The International Monetary Fund (IMF) anticipates the effects of Covid-19 will force the global economy to contract by 3% in 2020, whilst emerging markets are expected to contract by 1%. Emerging economies are anticipated to bounce back stronger than leading economies, with GDP predicted to grow between 4% and 6% in 2021. Although Covid-19 will have significant impacts on the global economy over the short to medium term, long-term structural shifts may be less severe.
“Whilst some of the more resilient leading economies have been able to stabilize amidst the global pandemic, many emerging markets have been adversely impacted by compromised global supply chains and South Africa is no exception,” said Micheal Scott, Research Analyst, JLL, Sub-Saharan. “With slowed economic growth and rising debt obligations, South Africa’s debt to Gross Domestic Product (GDP) ratio is expected to reach 70% by the end of the year, so the implications on local businesses is significant.

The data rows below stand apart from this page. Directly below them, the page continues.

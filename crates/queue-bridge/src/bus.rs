//! Bus dispatch seam.

use crate::error::BusError;
use crate::message::Received;
use async_trait::async_trait;

/// Result of dispatching a received message to the bus
#[derive(Debug, Clone, Copy, PartialEq, Eq)]
pub enum DispatchOutcome {
    /// Message handled; acknowledge it
    Handled,
    /// Message unprocessable; drop without redelivery
    Reject,
    /// Transient failure; redeliver
    Requeue,
}

/// The application-level message bus this bridge feeds
#[async_trait]
pub trait MessageBus<M: Send>: Send + Sync {
    /// Dispatch one received message to its handlers
    ///
    /// Reject/requeue signals travel in the `Ok` outcome; any other failure
    /// is a [`BusError`] and propagates to the caller unmapped.
    async fn dispatch(&self, message: Received<M>) -> Result<DispatchOutcome, BusError>;
}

Many are going to be forced to scale down and reduce spending.”
The Industrial sector space remains strong, with year-on-year capital growth backed by low vacancy rates (3.4% national average). There is now a growing demand for warehouse and distribution space due to the significant growth in online retail sales from a relatively low base. E-commerce is expected to strengthen as consumer preference and behaviors change, with increased market penetration as a result of more accessible and affordable technologies.

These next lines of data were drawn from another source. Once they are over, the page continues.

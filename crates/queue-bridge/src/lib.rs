//! # Queue Bridge
//!
//! Transport bridge between an application-level message bus and pluggable
//! queue backends (topics/queues, producers, consumers, message envelopes).
//!
//! This library provides:
//! - Destination resolution with idempotent topology provisioning
//! - A producer-side send path with delivery options and bounded
//!   fault recovery
//! - A consumer-side receive loop with ack/reject/requeue disposition
//! - A push-style processor bridge for backends that own the consume loop
//! - An in-memory reference backend for tests and development
//!
//! ## Module Organization
//!
//! - [`error`] - Error types for all bridge operations
//! - [`destination`] - Destination identity and topology attributes
//! - [`message`] - Message envelopes, delivery options, and dispositions
//! - [`backend`] - Capability traits implemented by broker clients
//! - [`codec`] - Encode/decode seam between bus messages and envelopes
//! - [`bus`] - Dispatch seam toward the message bus
//! - [`context`] - Backend ownership, resolution, and fault recovery
//! - [`sender`] - Producer adapter
//! - [`receiver`] - Consumer adapter
//! - [`processor`] - Push-style bridge
//! - [`backends`] - Backend implementations

// Module declarations
pub mod backend;
pub mod backends;
pub mod bus;
pub mod codec;
pub mod context;
pub mod destination;
pub mod error;
pub mod message;
pub mod processor;
pub mod receiver;
pub mod sender;

// Re-export commonly used types at crate root for convenience
pub use backend::{
    Backend, Consumer, DeliveryOptionsCapability, Producer, TopologyCapability,
};
pub use backends::{MemoryBackend, MemoryBackendConfig};
pub use bus::{DispatchOutcome, MessageBus};
pub use codec::{Codec, Decoded, JsonCodec};
pub use context::{BackendContextManager, ContextManager};
pub use destination::{
    Destination, DestinationAttributes, DestinationDescriptor, DestinationHandle, DestinationKind,
    DestinationName,
};
pub use error::{
    BackendError, BusError, CodecError, ConfigurationError, ProcessError, ReceiveError, SendError,
    TransportFault, ValidationError,
};
pub use message::{
    DeliveryOptions, DeliveryOutcome, InboundMessage, MessageId, MessageOrigin, OutboundMessage,
    PropertyValue, ReceiptHandle, Received, Timestamp,
};
pub use processor::Processor;
pub use receiver::{Receiver, ReceiverConfig};
pub use sender::{Sender, SenderConfig};

#[cfg(test)]
#[path = "lib_tests.rs"]
mod tests;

South Africa has seen a dampened office sector in Q1 2020 with the rise of a contracting economy coupled with rising unemployment rates while national vacancy rates are hovering around the 10% to 11% mark. Rising operational costs, improved networking capabilities, and the global outbreak of Covid-19, has seen a strong shift in focus for corporates to scale down on office space and promote satellite working establishments.

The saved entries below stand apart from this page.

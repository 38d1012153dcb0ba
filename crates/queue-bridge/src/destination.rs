//! Destination identity and topology attributes.

use crate::error::ValidationError;
use serde::{Deserialize, Serialize};
use std::fmt;
use std::str::FromStr;

/// Validated destination name with length and character restrictions
#[derive(Debug, Clone, PartialEq, Eq, Hash, Serialize, Deserialize)]
pub struct DestinationName(String);

impl DestinationName {
    /// Create new destination name with validation
    pub fn new(name: String) -> Result<Self, ValidationError> {
        if name.is_empty() || name.len() > 255 {
            return Err(ValidationError::OutOfRange {
                field: "destination_name".to_string(),
                message: "must be 1-255 characters".to_string(),
            });
        }

        // Broker-portable character set (ASCII alphanumeric, hyphens, underscores, dots)
        if !name
            .chars()
            .all(|c| c.is_ascii_alphanumeric() || c == '-' || c == '_' || c == '.')
        {
            return Err(ValidationError::InvalidFormat {
                field: "destination_name".to_string(),
                message: "only ASCII alphanumeric, hyphens, underscores, and dots allowed"
                    .to_string(),
            });
        }

        Ok(Self(name))
    }

    /// Get destination name as string
    pub fn as_str(&self) -> &str {
        &self.0
    }
}

impl fmt::Display for DestinationName {
    fn fmt(&self, f: &mut fmt::Formatter<'_>) -> fmt::Result {
        write!(f, "{}", self.0)
    }
}

impl FromStr for DestinationName {
    type Err = ValidationError;

    fn from_str(s: &str) -> Result<Self, Self::Err> {
        Self::new(s.to_string())
    }
}

/// Kind of addressable destination on the backend
#[derive(Debug, Clone, Copy, PartialEq, Eq, Hash, Serialize, Deserialize)]
pub enum DestinationKind {
    Topic,
    Queue,
}

impl fmt::Display for DestinationKind {
    fn fmt(&self, f: &mut fmt::Formatter<'_>) -> fmt::Result {
        match self {
            Self::Topic => write!(f, "topic"),
            Self::Queue => write!(f, "queue"),
        }
    }
}

/// Backend attributes applied when a destination is declared
///
/// Only meaningful for backends exposing an explicit-declaration capability;
/// other backends ignore them.
#[derive(Debug, Clone, Copy, PartialEq, Eq, Serialize, Deserialize)]
pub struct DestinationAttributes {
    pub durable: bool,
    pub fanout: bool,
}

impl DestinationAttributes {
    /// Default attributes for a topic: durable with fanout distribution
    pub fn topic_defaults() -> Self {
        Self {
            durable: true,
            fanout: true,
        }
    }

    /// Default attributes for a queue: durable
    pub fn queue_defaults() -> Self {
        Self {
            durable: true,
            fanout: false,
        }
    }
}

/// Logical identity of a topic or queue plus its declaration attributes
#[derive(Debug, Clone, PartialEq, Eq, Serialize, Deserialize)]
pub struct Destination {
    name: DestinationName,
    kind: DestinationKind,
    attributes: DestinationAttributes,
}

impl Destination {
    /// Create a topic destination with default attributes
    pub fn topic(name: DestinationName) -> Self {
        Self {
            name,
            kind: DestinationKind::Topic,
            attributes: DestinationAttributes::topic_defaults(),
        }
    }

    /// Create a queue destination with default attributes
    pub fn queue(name: DestinationName) -> Self {
        Self {
            name,
            kind: DestinationKind::Queue,
            attributes: DestinationAttributes::queue_defaults(),
        }
    }

    /// Override the declaration attributes
    pub fn with_attributes(mut self, attributes: DestinationAttributes) -> Self {
        self.attributes = attributes;
        self
    }

    /// Get destination name
    pub fn name(&self) -> &DestinationName {
        &self.name
    }

    /// Get destination kind
    pub fn kind(&self) -> DestinationKind {
        self.kind
    }

    /// Get declaration attributes
    pub fn attributes(&self) -> &DestinationAttributes {
        &self.attributes
    }
}

impl fmt::Display for Destination {
    fn fmt(&self, f: &mut fmt::Formatter<'_>) -> fmt::Result {
        write!(f, "{} '{}'", self.kind, self.name)
    }
}

/// Resolved backend handle for a destination
///
/// Created per operation; repeated resolution of the same destination yields
/// an equal handle.
#[derive(Debug, Clone, PartialEq, Eq)]
pub struct DestinationHandle {
    destination: Destination,
}

impl DestinationHandle {
    /// Create a handle for the given destination
    pub fn new(destination: Destination) -> Self {
        Self { destination }
    }

    /// Get the underlying destination
    pub fn destination(&self) -> &Destination {
        &self.destination
    }

    /// Get destination name
    pub fn name(&self) -> &DestinationName {
        self.destination.name()
    }

    /// Get destination kind
    pub fn kind(&self) -> DestinationKind {
        self.destination.kind()
    }
}

/// The topic/queue name pair handed to recovery and eager provisioning
#[derive(Debug, Clone, PartialEq, Eq, Serialize, Deserialize)]
pub struct DestinationDescriptor {
    topic: Option<DestinationName>,
    queue: Option<DestinationName>,
}

impl DestinationDescriptor {
    /// Create a descriptor from optional topic and queue names
    pub fn new(topic: Option<DestinationName>, queue: Option<DestinationName>) -> Self {
        Self { topic, queue }
    }

    /// Create a descriptor naming only a topic
    pub fn for_topic(topic: DestinationName) -> Self {
        Self {
            topic: Some(topic),
            queue: None,
        }
    }

    /// Create a descriptor naming only a queue
    pub fn for_queue(queue: DestinationName) -> Self {
        Self {
            topic: None,
            queue: Some(queue),
        }
    }

    /// Get topic name, if any
    pub fn topic(&self) -> Option<&DestinationName> {
        self.topic.as_ref()
    }

    /// Get queue name, if any
    pub fn queue(&self) -> Option<&DestinationName> {
        self.queue.as_ref()
    }
}

impl fmt::Display for DestinationDescriptor {
    fn fmt(&self, f: &mut fmt::Formatter<'_>) -> fmt::Result {
        match (&self.topic, &self.queue) {
            (Some(topic), Some(queue)) => write!(f, "topic '{}', queue '{}'", topic, queue),
            (Some(topic), None) => write!(f, "topic '{}'", topic),
            (None, Some(queue)) => write!(f, "queue '{}'", queue),
            (None, None) => write!(f, "unspecified destination"),
        }
    }
}

#[cfg(test)]
#[path = "destination_tests.rs"]
mod tests;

This sector will start seeing a shift from traditional office space towards flexi spaces, as businesses realise the efficiency (ease of business) and affordability benefits of co-working spaces. These trends will inevitably reduce the demand for office space in the medium to long term, driving vacancies and constraining new traditional office space development.
The hospitality industry has been one of the hardest hit markets as global travel bans, social distancing and the subsequent postponement and cancellation of events has left a void throughout the industry. Consequently, multiple hotel groups have been forced to close across South Africa. In the short to medium term, staycations will be key, whilst more focus will need to be placed on delivering niche, functional hotels.
Retail sales growth is expected to decline, as consumers continue to feel the effects of rising unemployment, reduced disposable household income levels, rising inflation and a depreciating currency. E-commerce growth in South Africa will contribute to the reduced demand for traditional “super regional malls”, whilst community and neighborhood convenience centers, as well as user experience-driven facilities will become increasingly popular.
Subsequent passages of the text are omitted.